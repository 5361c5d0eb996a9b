//! Transfer error types.
//!
//! Every variant is a validation failure reported synchronously to the
//! caller. Nothing here is retried automatically except
//! `ConcurrentModification`, which repositories retry before surfacing.

use budgetctl_shared::AppError;
use budgetctl_shared::types::{BudgetControlId, BudgetLineId, BudgetScopeId, TransferId, TransferItemId};
use rust_decimal::Decimal;
use thiserror::Error;

use crate::budget::BudgetError;
use crate::transfer::types::{ItemState, TransferState};

/// Errors that can occur while editing, transferring or reversing budget.
#[derive(Debug, Clone, PartialEq, Eq, Error)]
pub enum TransferError {
    /// Item operation attempted from the wrong state.
    #[error("Invalid state! Item {item} is {state}, expected {expected}")]
    InvalidState {
        /// The item.
        item: TransferItemId,
        /// Its current state.
        state: ItemState,
        /// The state the operation requires.
        expected: ItemState,
    },

    /// Batch operation attempted from the wrong state.
    #[error("Invalid state! Transfer {transfer} is {state}, expected {expected}")]
    InvalidBatchState {
        /// The batch.
        transfer: TransferId,
        /// Its current state.
        state: TransferState,
        /// The state the operation requires.
        expected: TransferState,
    },

    /// Source and target are the same budget control sheet or the same
    /// budget line; carries the source sheet.
    #[error("Cannot transfer from the same budget control sheet {0}")]
    SameEndpoint(BudgetControlId),

    /// Requested amount exceeds the live source amount.
    #[error("Transfer amount {requested} exceeds source amount {available}")]
    InsufficientAmount {
        /// Amount the item moves.
        requested: Decimal,
        /// Live amount of the source line.
        available: Decimal,
    },

    /// Item has no source or target line selected.
    #[error("Transfer item {0} has no source or target budget line")]
    MissingEndpoint(TransferItemId),

    /// Line does not belong to the selected control sheet.
    #[error("Budget line {line} does not belong to budget control sheet {sheet}")]
    LineNotInSheet {
        /// The line.
        line: BudgetLineId,
        /// The sheet it was expected under.
        sheet: BudgetControlId,
    },

    /// Sheet belongs to a different budget scope than the batch.
    #[error("Budget control sheet {sheet} is not in budget scope {expected}")]
    ScopeMismatch {
        /// The sheet.
        sheet: BudgetControlId,
        /// The batch's scope.
        expected: BudgetScopeId,
    },

    /// Batch is past draft and can no longer be edited.
    #[error("Transfer {transfer} is {state} and cannot be modified")]
    BatchNotEditable {
        /// The batch.
        transfer: TransferId,
        /// Its current state.
        state: TransferState,
    },

    /// Batch name is blank.
    #[error("Transfer name is required")]
    NameRequired,

    /// Transfer batch not found.
    #[error("Transfer {0} not found")]
    TransferNotFound(TransferId),

    /// Transfer item not found in the batch.
    #[error("Transfer item {0} not found")]
    ItemNotFound(TransferItemId),

    /// Balance check found a negative line after the operation.
    #[error("Budget line {line} would end with negative amount {amount}")]
    NegativeBalance {
        /// The line.
        line: BudgetLineId,
        /// Its amount after the operation.
        amount: Decimal,
    },

    /// Data changed underneath the operation and retries ran out.
    #[error("Transfer {0} conflicted with a concurrent modification")]
    ConcurrentModification(TransferId),

    /// Budget lookup or storage failure.
    #[error(transparent)]
    Budget(#[from] BudgetError),
}

impl TransferError {
    /// Returns the HTTP-style status code for this error.
    #[must_use]
    pub fn status_code(&self) -> u16 {
        match self {
            Self::InvalidState { .. }
            | Self::InvalidBatchState { .. }
            | Self::SameEndpoint(_)
            | Self::MissingEndpoint(_)
            | Self::LineNotInSheet { .. }
            | Self::ScopeMismatch { .. }
            | Self::BatchNotEditable { .. }
            | Self::NameRequired => 400,

            Self::InsufficientAmount { .. } | Self::NegativeBalance { .. } => 422,

            Self::TransferNotFound(_) | Self::ItemNotFound(_) => 404,

            Self::ConcurrentModification(_) => 409,

            Self::Budget(err) => err.status_code(),
        }
    }

    /// Returns the error code for machine-readable output.
    #[must_use]
    pub fn error_code(&self) -> &'static str {
        match self {
            Self::InvalidState { .. } | Self::InvalidBatchState { .. } => "INVALID_STATE",
            Self::SameEndpoint(_) => "SAME_ENDPOINT",
            Self::InsufficientAmount { .. } => "INSUFFICIENT_AMOUNT",
            Self::MissingEndpoint(_) => "MISSING_ENDPOINT",
            Self::LineNotInSheet { .. } => "LINE_NOT_IN_SHEET",
            Self::ScopeMismatch { .. } => "SCOPE_MISMATCH",
            Self::BatchNotEditable { .. } => "TRANSFER_NOT_EDITABLE",
            Self::NameRequired => "NAME_REQUIRED",
            Self::TransferNotFound(_) => "TRANSFER_NOT_FOUND",
            Self::ItemNotFound(_) => "TRANSFER_ITEM_NOT_FOUND",
            Self::NegativeBalance { .. } => "NEGATIVE_BALANCE",
            Self::ConcurrentModification(_) => "CONCURRENT_MODIFICATION",
            Self::Budget(err) => err.error_code(),
        }
    }
}

impl From<TransferError> for AppError {
    fn from(err: TransferError) -> Self {
        let message = err.to_string();
        match err.status_code() {
            404 => Self::NotFound(message),
            409 => Self::Conflict(message),
            422 => Self::BusinessRule(message),
            400 => Self::Validation(message),
            _ => Self::Storage(message),
        }
    }
}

◇ ◇ ◇ ◇

▶ To do
Find the lines of the listing above that hold "with". Please copy them.

▶ Written solution
    #[error("Budget line {line} would end with negative amount {amount}")]
    #[error("Transfer {0} conflicted with a concurrent modification")]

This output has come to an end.